After the war, Jones returned to Montgomery and began farming cotton on land provided by his father. In 1866, he married Georgena Bird of Montgomery, with whom he had 13 children. Jones soon decided to leave agriculture and pursue a legal career. He studied under Chief Justice A. J. Walker and was admitted to the bar in 1868. He also briefly edited The Daily Picayune, a journal for laboring men, in which he criticized post-war Reconstruction efforts by the federal government, but he refrained from attacking the Republicans who directed those efforts. This turned out to be a wise course. Jones ran unsuccessfully for a Democratic alderman seat in Montgomery in 1869 and was hired by the Republican-dominated Supreme Court the following year as its official reporter, a post that gave him steady work for a decade.
The appointment could not have come at a better time, for by 1870 the unstable cotton market had buried Jones under heavy debt, and he lost his land. And in addition to his work for the Supreme Court, he also spent the 1870s and early 1880s building his law practice and became a trusted advocate for the L&N and other important clients. At the same time he was gaining a reputation as a moderate politician who was loyal to the Democrats but willing to work with Republicans. In general, he associated with Bourbon Democrats, advocates of limited government and low taxes whose base was primarily in the state's Black Belt counties—and who, in a loose coalition with businessmen and industrial developers, dominated the Democratic Party for many years.

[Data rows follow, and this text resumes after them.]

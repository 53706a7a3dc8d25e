//! Review session state machine.
//!
//! A session pulls cards from a [`CardStore`], pairs each with a quiz
//! direction and walks them one at a time:
//!
//! ```text
//! Presented -> Revealed -> Judged -> (next card | Completed)
//! ```
//!
//! Recognition cards are revealed and then rated by the learner. Recall
//! cards go straight from `Presented` to `Judged` when an answer is
//! submitted or the learner gives up. A card is judged at most once per
//! session; repeated judge calls are ignored.

use crate::algorithm::{Sm2, SpacedRepetitionAlgorithm};
use crate::error::{Result, ReviewError};
use crate::matching::{check_answer, MatchResult};
use crate::store::{CardStore, Dictionary};
use crate::types::{Card, Direction, Quality, ReviewEvent, ReviewScope};
use chrono::Utc;
use rand::seq::SliceRandom;
use rand::Rng;
use serde::{Deserialize, Serialize};
use std::time::Instant;
use uuid::Uuid;

/// How a session builds its queue.
#[derive(Debug, Clone, PartialEq, Serialize, Deserialize)]
pub struct SessionConfig {
    /// Share of the queue quizzed in the recognition direction, 0.0..=1.0.
    pub recognition_ratio: f64,
    /// Maximum number of cards. `None` or `Some(0)` means no limit.
    pub limit: Option<usize>,
    /// Shuffle fetched cards before applying the limit.
    pub shuffle_cards: bool,
}

impl Default for SessionConfig {
    fn default() -> Self {
        Self {
            recognition_ratio: 1.0,
            limit: None,
            shuffle_cards: false,
        }
    }
}

/// A card paired with the direction it is quizzed in.
#[derive(Debug, Clone, PartialEq, Serialize, Deserialize)]
pub struct QueueEntry {
    pub card: Card,
    pub direction: Direction,
}

/// The recorded verdict for one card.
#[derive(Debug, Clone, PartialEq, Serialize, Deserialize)]
pub struct Judgment {
    pub quality: Quality,
    pub correct: bool,
    #[serde(skip_serializing_if = "Option::is_none")]
    pub typed_answer: Option<String>,
    #[serde(skip_serializing_if = "Option::is_none")]
    pub match_result: Option<MatchResult>,
}

/// Per-card state.
#[derive(Debug, Clone, PartialEq)]
pub enum CardPhase {
    /// Prompt shown, answer hidden.
    Presented,
    /// Answer shown before any judgment. For recall cards this is a peek
    /// and typing is disabled until it is hidden again.
    Revealed,
    /// Judgment recorded. Only the answer's visibility can still change.
    Judged {
        judgment: Judgment,
        answer_visible: bool,
    },
}

impl CardPhase {
    pub fn name(&self) -> &'static str {
        match self {
            Self::Presented => "presented",
            Self::Revealed => "revealed",
            Self::Judged { .. } => "judged",
        }
    }
}

#[derive(Debug, Clone, Copy, PartialEq, Eq, Serialize, Deserialize)]
#[serde(rename_all = "snake_case")]
pub enum SessionStatus {
    InProgress,
    Completed,
    /// The fetch returned no cards; nothing to review.
    Aborted,
}

/// Running counters for the session.
#[derive(Debug, Clone, Copy, Default, PartialEq, Eq, Serialize, Deserialize)]
pub struct Totals {
    pub attempted: usize,
    pub correct: usize,
}

/// Outcome of a judge call.
#[derive(Debug, Clone, PartialEq)]
pub enum JudgeOutcome {
    Recorded(Judgment),
    /// The card was already judged; nothing changed.
    Ignored,
}

/// What to show before the answer.
#[derive(Debug, Clone, PartialEq, Eq, Serialize, Deserialize)]
#[serde(tag = "direction", rename_all = "snake_case")]
pub enum Prompt {
    Recognition {
        kana: String,
        romaji: String,
        kanji: Option<String>,
    },
    Recall {
        meaning: String,
    },
}

/// The revealed answer.
#[derive(Debug, Clone, PartialEq, Eq, Serialize, Deserialize)]
pub struct AnswerView {
    pub meaning: String,
    pub kana: String,
    pub romaji: String,
    pub kanji: Option<String>,
    /// Verdict for judged recall cards; `None` for peeks and recognition.
    pub correct: Option<bool>,
}

/// Which actions the current phase accepts.
#[derive(Debug, Clone, Copy, Default, PartialEq, Eq, Serialize, Deserialize)]
pub struct Controls {
    pub toggle_reveal: bool,
    pub rate: bool,
    pub answer_input: bool,
    pub give_up: bool,
    pub advance: bool,
}

/// One pass over a queue of cards.
pub struct ReviewSession<'a, S: CardStore + ?Sized> {
    id: Uuid,
    store: &'a S,
    dictionary: Option<&'a dyn Dictionary>,
    algorithm: Box<dyn SpacedRepetitionAlgorithm>,
    queue: Vec<QueueEntry>,
    index: usize,
    phase: CardPhase,
    status: SessionStatus,
    totals: Totals,
    presented_at: Instant,
}

impl<'a, S: CardStore + ?Sized> ReviewSession<'a, S> {
    /// Fetch cards for `scope` and build the queue.
    ///
    /// An empty fetch is not an error: the session starts in
    /// [`SessionStatus::Aborted`].
    pub fn start<R: Rng + ?Sized>(
        store: &'a S,
        scope: &ReviewScope,
        config: &SessionConfig,
        rng: &mut R,
    ) -> Result<Self> {
        let cards = store
            .fetch_cards(&scope.normalized())
            .map_err(ReviewError::Fetch)?;
        let queue = build_queue(cards, config, rng);
        let status = if queue.is_empty() {
            SessionStatus::Aborted
        } else {
            SessionStatus::InProgress
        };

        let id = Uuid::new_v4();
        tracing::debug!(session_id = %id, cards = queue.len(), ?status, "review session started");

        Ok(Self {
            id,
            store,
            dictionary: None,
            algorithm: Box::new(Sm2::default()),
            queue,
            index: 0,
            phase: CardPhase::Presented,
            status,
            totals: Totals::default(),
            presented_at: Instant::now(),
        })
    }

    /// Enable the alternate-kanji fallback for recall answers.
    pub fn with_dictionary(mut self, dictionary: &'a dyn Dictionary) -> Self {
        self.dictionary = Some(dictionary);
        self
    }

    pub fn with_algorithm(mut self, algorithm: Box<dyn SpacedRepetitionAlgorithm>) -> Self {
        self.algorithm = algorithm;
        self
    }

    pub fn id(&self) -> Uuid {
        self.id
    }

    pub fn status(&self) -> SessionStatus {
        self.status
    }

    pub fn totals(&self) -> Totals {
        self.totals
    }

    pub fn queue(&self) -> &[QueueEntry] {
        &self.queue
    }

    /// Zero-based position of the current card.
    pub fn position(&self) -> usize {
        self.index
    }

    pub fn len(&self) -> usize {
        self.queue.len()
    }

    pub fn is_empty(&self) -> bool {
        self.queue.is_empty()
    }

    /// The card under review, while the session is in progress.
    pub fn current(&self) -> Option<&QueueEntry> {
        match self.status {
            SessionStatus::InProgress => self.queue.get(self.index),
            _ => None,
        }
    }

    pub fn phase(&self) -> Option<&CardPhase> {
        self.current().map(|_| &self.phase)
    }

    pub fn prompt(&self) -> Option<Prompt> {
        let entry = self.current()?;
        let card = &entry.card;
        let prompt = match entry.direction {
            Direction::Recognition => Prompt::Recognition {
                kana: display_kana(card).to_string(),
                romaji: card.reading_romaji(),
                kanji: non_empty(card.kanji_form()),
            },
            Direction::Recall => Prompt::Recall {
                meaning: card.meaning.clone(),
            },
        };
        Some(prompt)
    }

    /// The answer, when the current phase shows it.
    pub fn answer(&self) -> Option<AnswerView> {
        let entry = self.current()?;
        let correct = match &self.phase {
            CardPhase::Presented => return None,
            CardPhase::Revealed => None,
            CardPhase::Judged { answer_visible: false, .. } => return None,
            CardPhase::Judged { judgment, .. } => match entry.direction {
                Direction::Recall => Some(judgment.correct),
                Direction::Recognition => None,
            },
        };
        let card = &entry.card;
        Some(AnswerView {
            meaning: card.meaning.clone(),
            kana: display_kana(card).to_string(),
            romaji: card.reading_romaji(),
            kanji: non_empty(card.kanji_form()),
            correct,
        })
    }

    pub fn controls(&self) -> Controls {
        let Some(entry) = self.current() else {
            return Controls::default();
        };
        let judged = matches!(self.phase, CardPhase::Judged { .. });
        match (entry.direction, &self.phase) {
            (Direction::Recognition, phase) => Controls {
                toggle_reveal: true,
                rate: matches!(phase, CardPhase::Revealed),
                advance: judged,
                ..Controls::default()
            },
            (Direction::Recall, phase) => {
                let open = matches!(phase, CardPhase::Presented);
                Controls {
                    toggle_reveal: true,
                    answer_input: open,
                    give_up: open,
                    advance: judged,
                    ..Controls::default()
                }
            }
        }
    }

    /// Show or hide the answer. Returns whether the answer is now visible.
    ///
    /// Hiding a judged card does not undo its judgment, and never reopens
    /// recall input.
    pub fn toggle_reveal(&mut self) -> Result<bool> {
        self.ensure_in_progress()?;
        let visible = match &mut self.phase {
            CardPhase::Judged { answer_visible, .. } => {
                *answer_visible = !*answer_visible;
                *answer_visible
            }
            phase => {
                let reveal = matches!(phase, CardPhase::Presented);
                *phase = if reveal {
                    CardPhase::Revealed
                } else {
                    CardPhase::Presented
                };
                reveal
            }
        };
        Ok(visible)
    }

    /// Self-rate a revealed recognition card.
    pub fn rate(&mut self, quality: Quality) -> Result<JudgeOutcome> {
        self.expect_direction(Direction::Recognition)?;
        match self.phase {
            CardPhase::Presented => Err(ReviewError::InvalidPhase {
                phase: self.phase.name(),
            }),
            CardPhase::Revealed => self.judge(quality, None, None),
            CardPhase::Judged { .. } => Ok(JudgeOutcome::Ignored),
        }
    }

    /// Check a typed answer for a recall card. Match scores 4, miss scores 1.
    pub fn submit_answer(&mut self, typed: &str) -> Result<JudgeOutcome> {
        let entry = self.expect_direction(Direction::Recall)?;
        match self.phase {
            CardPhase::Presented => {
                let result = check_answer(&entry.card, typed, self.dictionary);
                let quality = Quality::from_recall(result.is_correct);
                let typed_answer = Some(result.typed_normalized.clone());
                self.judge(quality, typed_answer, Some(result))
            }
            CardPhase::Revealed => Err(ReviewError::InvalidPhase {
                phase: self.phase.name(),
            }),
            CardPhase::Judged { .. } => Ok(JudgeOutcome::Ignored),
        }
    }

    /// Fail a recall card without typing.
    pub fn give_up(&mut self) -> Result<JudgeOutcome> {
        self.expect_direction(Direction::Recall)?;
        match self.phase {
            CardPhase::Presented => self.judge(Quality::Again, None, None),
            CardPhase::Revealed => Err(ReviewError::InvalidPhase {
                phase: self.phase.name(),
            }),
            CardPhase::Judged { .. } => Ok(JudgeOutcome::Ignored),
        }
    }

    /// Move past a judged card.
    pub fn advance(&mut self) -> Result<SessionStatus> {
        self.ensure_in_progress()?;
        if !matches!(self.phase, CardPhase::Judged { .. }) {
            return Err(ReviewError::InvalidPhase {
                phase: self.phase.name(),
            });
        }

        self.index += 1;
        if self.index >= self.queue.len() {
            self.status = SessionStatus::Completed;
            tracing::debug!(
                session_id = %self.id,
                attempted = self.totals.attempted,
                correct = self.totals.correct,
                "review session completed"
            );
        } else {
            self.phase = CardPhase::Presented;
            self.presented_at = Instant::now();
        }
        Ok(self.status)
    }

    fn ensure_in_progress(&self) -> Result<()> {
        match self.status {
            SessionStatus::InProgress => Ok(()),
            _ => Err(ReviewError::NotInProgress),
        }
    }

    fn expect_direction(&self, expected: Direction) -> Result<&QueueEntry> {
        let entry = self.current().ok_or(ReviewError::NotInProgress)?;
        if entry.direction != expected {
            return Err(ReviewError::WrongDirection {
                expected,
                actual: entry.direction,
            });
        }
        Ok(entry)
    }

    /// Schedule, persist and record the current card.
    ///
    /// A failed state save leaves the card unjudged so the caller can
    /// retry. A failed event append is only logged.
    fn judge(
        &mut self,
        quality: Quality,
        typed_answer: Option<String>,
        match_result: Option<MatchResult>,
    ) -> Result<JudgeOutcome> {
        let now = Utc::now();
        let elapsed_ms = u64::try_from(self.presented_at.elapsed().as_millis()).ok();
        let entry = self
            .queue
            .get_mut(self.index)
            .ok_or(ReviewError::NotInProgress)?;

        let before = entry.card.memory.clone();
        let scheduled = self.algorithm.schedule(&before, quality, now);
        self.store.save_card_state(entry.card.id, &scheduled.new_state)?;
        entry.card.memory = scheduled.new_state.clone();

        let correct = quality.counts_as_correct();
        let event = ReviewEvent {
            card_id: entry.card.id,
            session_id: self.id,
            reviewed_at: now,
            direction: entry.direction,
            quality,
            was_correct: correct,
            typed_answer: typed_answer.clone(),
            elapsed_ms,
            before,
            after: scheduled.new_state,
        };
        if let Err(err) = self.store.append_review_event(&event) {
            tracing::warn!(
                card_id = event.card_id,
                session_id = %self.id,
                error = %err,
                "review event not recorded"
            );
        }

        self.totals.attempted += 1;
        if correct {
            self.totals.correct += 1;
        }

        let judgment = Judgment {
            quality,
            correct,
            typed_answer,
            match_result,
        };
        self.phase = CardPhase::Judged {
            judgment: judgment.clone(),
            answer_visible: true,
        };
        Ok(JudgeOutcome::Recorded(judgment))
    }
}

In 1875, Jones again ran for the alderman position in Montgomery and was successful in his campaign, serving until 1884. Once in office, he focused on issues of public health and prevention of yellow fever outbreaks. In 1874, Jones fully supported Democratic gubernatorial candidate George S. Houston, who promised that he would "redeem" the state from Republican rule and achieve the much-discussed Democratic goal of restoring "white supremacy." Jones also was involved in the organization of state militia units, and by 1880 had risen to command of the Second Infantry regiment of state troops.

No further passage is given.